Beginning with the line that contains "repository be9d17878eca04f5" in the material below, print each line exactly until the line that contains "it never ends" has been printed, then stop.
=== Section Start ===
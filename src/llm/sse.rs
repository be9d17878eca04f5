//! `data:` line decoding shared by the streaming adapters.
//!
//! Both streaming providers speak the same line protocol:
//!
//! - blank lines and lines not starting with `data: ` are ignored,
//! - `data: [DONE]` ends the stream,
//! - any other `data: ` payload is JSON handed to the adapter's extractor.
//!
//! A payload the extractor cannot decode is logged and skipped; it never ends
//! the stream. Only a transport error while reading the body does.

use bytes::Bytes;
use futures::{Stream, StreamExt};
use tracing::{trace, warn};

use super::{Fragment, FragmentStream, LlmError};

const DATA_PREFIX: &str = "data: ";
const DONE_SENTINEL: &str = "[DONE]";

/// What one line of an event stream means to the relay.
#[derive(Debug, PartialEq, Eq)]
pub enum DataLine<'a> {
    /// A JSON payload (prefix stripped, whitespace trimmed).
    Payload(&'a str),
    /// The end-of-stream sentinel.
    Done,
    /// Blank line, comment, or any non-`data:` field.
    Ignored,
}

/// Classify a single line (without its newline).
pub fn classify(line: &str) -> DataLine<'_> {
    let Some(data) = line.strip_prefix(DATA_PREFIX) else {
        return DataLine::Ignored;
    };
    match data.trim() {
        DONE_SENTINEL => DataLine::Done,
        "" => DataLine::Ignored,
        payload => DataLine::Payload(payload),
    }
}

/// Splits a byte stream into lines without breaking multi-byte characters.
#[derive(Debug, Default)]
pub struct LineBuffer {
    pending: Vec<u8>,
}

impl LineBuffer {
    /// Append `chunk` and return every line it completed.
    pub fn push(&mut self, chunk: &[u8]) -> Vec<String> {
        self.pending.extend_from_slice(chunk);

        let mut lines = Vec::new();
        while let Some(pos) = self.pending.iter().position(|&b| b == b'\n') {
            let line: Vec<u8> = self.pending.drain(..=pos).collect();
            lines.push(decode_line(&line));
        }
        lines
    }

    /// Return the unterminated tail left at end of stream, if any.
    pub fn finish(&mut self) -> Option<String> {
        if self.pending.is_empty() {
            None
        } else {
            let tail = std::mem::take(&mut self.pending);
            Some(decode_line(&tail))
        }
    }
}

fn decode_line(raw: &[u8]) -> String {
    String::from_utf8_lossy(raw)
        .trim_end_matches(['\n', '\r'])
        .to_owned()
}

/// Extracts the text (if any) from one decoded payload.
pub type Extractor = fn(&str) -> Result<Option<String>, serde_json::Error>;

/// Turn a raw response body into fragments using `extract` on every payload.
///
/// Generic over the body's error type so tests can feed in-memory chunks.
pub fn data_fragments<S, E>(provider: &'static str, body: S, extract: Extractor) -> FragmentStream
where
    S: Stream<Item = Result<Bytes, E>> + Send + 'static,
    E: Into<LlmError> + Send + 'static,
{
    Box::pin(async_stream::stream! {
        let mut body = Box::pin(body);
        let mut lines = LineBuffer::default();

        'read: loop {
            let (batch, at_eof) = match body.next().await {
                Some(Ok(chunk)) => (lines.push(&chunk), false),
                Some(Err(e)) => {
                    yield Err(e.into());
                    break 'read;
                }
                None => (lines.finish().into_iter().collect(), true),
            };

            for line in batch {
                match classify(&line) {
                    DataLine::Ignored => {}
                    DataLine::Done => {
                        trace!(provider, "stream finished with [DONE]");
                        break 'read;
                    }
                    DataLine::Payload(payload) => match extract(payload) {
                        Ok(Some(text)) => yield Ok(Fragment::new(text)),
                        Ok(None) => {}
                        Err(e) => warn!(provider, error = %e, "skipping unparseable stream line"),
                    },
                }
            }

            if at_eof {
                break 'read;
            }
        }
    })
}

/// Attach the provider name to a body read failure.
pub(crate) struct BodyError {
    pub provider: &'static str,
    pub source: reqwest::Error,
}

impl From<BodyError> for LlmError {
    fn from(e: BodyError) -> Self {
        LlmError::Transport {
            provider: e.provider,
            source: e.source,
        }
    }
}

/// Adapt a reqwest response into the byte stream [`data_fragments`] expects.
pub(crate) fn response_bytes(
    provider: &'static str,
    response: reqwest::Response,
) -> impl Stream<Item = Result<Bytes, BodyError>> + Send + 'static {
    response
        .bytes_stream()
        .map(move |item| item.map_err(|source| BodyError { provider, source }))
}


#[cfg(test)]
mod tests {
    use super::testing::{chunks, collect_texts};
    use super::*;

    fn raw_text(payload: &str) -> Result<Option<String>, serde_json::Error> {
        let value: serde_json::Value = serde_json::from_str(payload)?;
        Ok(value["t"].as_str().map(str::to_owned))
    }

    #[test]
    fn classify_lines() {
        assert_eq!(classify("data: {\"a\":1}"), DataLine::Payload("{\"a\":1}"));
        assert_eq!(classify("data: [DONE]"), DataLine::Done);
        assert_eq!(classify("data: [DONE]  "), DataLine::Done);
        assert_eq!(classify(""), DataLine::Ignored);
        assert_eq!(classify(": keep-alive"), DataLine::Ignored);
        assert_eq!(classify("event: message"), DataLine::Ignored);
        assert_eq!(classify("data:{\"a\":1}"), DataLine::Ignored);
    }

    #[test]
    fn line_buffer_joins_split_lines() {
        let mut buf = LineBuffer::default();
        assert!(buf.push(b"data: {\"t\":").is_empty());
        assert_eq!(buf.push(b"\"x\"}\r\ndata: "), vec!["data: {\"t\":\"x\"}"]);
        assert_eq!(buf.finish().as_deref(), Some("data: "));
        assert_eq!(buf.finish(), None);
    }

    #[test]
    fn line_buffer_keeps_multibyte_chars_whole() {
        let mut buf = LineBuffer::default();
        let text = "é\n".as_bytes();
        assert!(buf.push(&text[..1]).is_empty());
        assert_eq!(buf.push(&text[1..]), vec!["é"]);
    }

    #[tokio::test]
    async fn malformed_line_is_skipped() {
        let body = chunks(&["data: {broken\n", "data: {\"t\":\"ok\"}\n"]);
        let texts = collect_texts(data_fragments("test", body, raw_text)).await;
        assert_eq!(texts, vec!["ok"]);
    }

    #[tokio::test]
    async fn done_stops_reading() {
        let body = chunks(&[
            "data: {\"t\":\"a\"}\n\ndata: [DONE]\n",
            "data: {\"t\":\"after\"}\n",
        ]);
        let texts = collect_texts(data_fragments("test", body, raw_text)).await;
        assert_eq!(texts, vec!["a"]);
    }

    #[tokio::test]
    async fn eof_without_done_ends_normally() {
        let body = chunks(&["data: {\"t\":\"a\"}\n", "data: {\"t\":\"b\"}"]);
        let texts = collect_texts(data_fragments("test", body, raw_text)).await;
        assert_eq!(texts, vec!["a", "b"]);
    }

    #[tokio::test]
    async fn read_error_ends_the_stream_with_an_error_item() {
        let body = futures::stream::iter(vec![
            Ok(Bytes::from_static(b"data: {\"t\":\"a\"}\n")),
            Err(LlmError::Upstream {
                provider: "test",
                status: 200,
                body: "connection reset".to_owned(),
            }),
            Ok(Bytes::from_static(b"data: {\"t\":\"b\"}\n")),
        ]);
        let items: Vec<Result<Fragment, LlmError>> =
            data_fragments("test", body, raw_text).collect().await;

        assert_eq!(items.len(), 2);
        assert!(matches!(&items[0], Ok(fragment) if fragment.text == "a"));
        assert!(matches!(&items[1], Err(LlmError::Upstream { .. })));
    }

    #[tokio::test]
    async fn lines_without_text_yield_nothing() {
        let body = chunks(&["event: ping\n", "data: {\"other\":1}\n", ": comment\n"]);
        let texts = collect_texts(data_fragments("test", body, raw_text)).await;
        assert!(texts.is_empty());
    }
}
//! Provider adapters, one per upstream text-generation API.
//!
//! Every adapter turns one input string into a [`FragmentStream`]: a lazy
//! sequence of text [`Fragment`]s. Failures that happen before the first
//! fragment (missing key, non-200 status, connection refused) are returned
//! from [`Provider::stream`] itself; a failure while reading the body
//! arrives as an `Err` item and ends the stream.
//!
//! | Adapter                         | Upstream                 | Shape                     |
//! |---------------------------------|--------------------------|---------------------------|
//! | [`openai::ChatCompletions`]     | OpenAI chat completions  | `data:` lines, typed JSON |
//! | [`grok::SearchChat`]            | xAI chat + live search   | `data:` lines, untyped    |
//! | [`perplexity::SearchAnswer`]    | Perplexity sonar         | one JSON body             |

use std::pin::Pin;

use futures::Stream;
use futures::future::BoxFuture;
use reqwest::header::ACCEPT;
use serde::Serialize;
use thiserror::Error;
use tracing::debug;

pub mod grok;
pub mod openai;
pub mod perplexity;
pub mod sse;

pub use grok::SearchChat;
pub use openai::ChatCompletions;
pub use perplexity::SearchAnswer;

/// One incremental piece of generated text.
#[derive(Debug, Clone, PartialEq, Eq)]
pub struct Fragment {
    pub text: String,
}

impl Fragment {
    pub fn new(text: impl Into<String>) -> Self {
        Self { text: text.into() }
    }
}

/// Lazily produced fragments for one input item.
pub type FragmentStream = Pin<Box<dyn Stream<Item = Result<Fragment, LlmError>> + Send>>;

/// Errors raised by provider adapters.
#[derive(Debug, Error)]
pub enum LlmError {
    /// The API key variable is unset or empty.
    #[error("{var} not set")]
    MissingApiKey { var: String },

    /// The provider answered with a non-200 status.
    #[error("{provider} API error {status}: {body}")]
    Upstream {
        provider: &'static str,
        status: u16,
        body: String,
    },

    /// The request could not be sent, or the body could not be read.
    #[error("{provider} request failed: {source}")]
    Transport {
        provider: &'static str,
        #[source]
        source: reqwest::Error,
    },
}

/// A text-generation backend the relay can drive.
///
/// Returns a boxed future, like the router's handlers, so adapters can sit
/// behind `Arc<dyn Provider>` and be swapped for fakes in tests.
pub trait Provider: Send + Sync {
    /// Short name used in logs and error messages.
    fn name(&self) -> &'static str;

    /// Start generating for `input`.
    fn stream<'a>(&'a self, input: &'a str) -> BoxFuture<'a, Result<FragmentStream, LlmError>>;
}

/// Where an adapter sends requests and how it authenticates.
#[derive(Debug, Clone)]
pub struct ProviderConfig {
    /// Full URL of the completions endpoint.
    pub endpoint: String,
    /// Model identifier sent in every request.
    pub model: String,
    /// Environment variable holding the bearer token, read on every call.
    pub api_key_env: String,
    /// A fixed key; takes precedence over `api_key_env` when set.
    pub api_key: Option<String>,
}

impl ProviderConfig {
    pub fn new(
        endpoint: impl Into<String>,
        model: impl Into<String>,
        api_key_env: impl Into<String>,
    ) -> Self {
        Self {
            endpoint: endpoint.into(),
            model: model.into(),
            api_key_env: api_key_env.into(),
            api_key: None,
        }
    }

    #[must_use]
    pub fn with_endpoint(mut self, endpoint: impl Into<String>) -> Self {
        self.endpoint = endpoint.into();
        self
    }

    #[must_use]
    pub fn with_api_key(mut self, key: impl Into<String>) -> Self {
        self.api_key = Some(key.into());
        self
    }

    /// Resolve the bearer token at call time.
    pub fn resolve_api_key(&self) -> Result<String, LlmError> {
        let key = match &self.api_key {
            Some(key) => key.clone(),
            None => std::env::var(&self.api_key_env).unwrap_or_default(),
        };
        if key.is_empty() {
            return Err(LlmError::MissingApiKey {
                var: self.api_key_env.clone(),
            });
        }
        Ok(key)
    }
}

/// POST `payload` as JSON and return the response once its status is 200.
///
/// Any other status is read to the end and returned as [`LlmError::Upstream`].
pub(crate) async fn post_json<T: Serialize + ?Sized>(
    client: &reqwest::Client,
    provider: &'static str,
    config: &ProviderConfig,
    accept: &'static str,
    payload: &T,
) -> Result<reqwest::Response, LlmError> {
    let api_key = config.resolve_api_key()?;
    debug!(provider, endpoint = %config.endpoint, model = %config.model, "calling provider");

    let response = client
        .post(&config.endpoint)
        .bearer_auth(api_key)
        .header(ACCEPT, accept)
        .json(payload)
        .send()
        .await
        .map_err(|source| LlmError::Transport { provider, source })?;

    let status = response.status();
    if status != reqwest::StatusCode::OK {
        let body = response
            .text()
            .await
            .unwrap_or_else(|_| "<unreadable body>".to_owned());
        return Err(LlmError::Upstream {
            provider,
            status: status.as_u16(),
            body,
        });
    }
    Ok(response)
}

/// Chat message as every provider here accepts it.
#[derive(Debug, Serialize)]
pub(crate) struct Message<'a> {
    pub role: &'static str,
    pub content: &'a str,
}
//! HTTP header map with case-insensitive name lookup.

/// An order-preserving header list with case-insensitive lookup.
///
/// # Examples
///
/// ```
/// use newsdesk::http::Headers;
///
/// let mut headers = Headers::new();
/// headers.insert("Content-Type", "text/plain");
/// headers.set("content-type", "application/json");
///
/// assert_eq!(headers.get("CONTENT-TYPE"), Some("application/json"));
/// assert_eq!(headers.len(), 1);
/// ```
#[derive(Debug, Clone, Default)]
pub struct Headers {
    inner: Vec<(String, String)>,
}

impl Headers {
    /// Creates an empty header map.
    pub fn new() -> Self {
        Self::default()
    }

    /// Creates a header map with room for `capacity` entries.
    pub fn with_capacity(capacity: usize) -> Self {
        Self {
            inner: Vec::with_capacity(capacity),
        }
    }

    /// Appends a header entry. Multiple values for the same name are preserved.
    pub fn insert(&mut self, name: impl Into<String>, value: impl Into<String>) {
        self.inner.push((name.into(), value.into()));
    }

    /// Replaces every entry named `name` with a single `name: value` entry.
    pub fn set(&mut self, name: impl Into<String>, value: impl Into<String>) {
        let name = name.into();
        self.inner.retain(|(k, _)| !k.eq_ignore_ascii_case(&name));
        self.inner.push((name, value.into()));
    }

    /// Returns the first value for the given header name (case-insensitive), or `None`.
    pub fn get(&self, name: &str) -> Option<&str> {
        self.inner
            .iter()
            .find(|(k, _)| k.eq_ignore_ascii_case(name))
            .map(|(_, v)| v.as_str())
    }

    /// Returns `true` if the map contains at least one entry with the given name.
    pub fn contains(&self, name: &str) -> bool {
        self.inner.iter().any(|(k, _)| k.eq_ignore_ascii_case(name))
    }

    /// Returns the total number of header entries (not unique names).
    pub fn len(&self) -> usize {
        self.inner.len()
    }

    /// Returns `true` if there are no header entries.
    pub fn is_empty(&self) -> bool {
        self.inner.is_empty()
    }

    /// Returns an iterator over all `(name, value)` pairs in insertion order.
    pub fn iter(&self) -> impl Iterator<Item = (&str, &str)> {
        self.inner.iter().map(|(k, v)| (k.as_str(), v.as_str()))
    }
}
=== Section End ===
EXERCISE RESPONSE:
repository be9d17878eca04f5
//! `data:` line decoding shared by the streaming adapters.
//!
//! Both streaming providers speak the same line protocol:
//!
//! - blank lines and lines not starting with `data: ` are ignored,
//! - `data: [DONE]` ends the stream,
//! - any other `data: ` payload is JSON handed to the adapter's extractor.
//!
//! A payload the extractor cannot decode is logged and skipped; it never ends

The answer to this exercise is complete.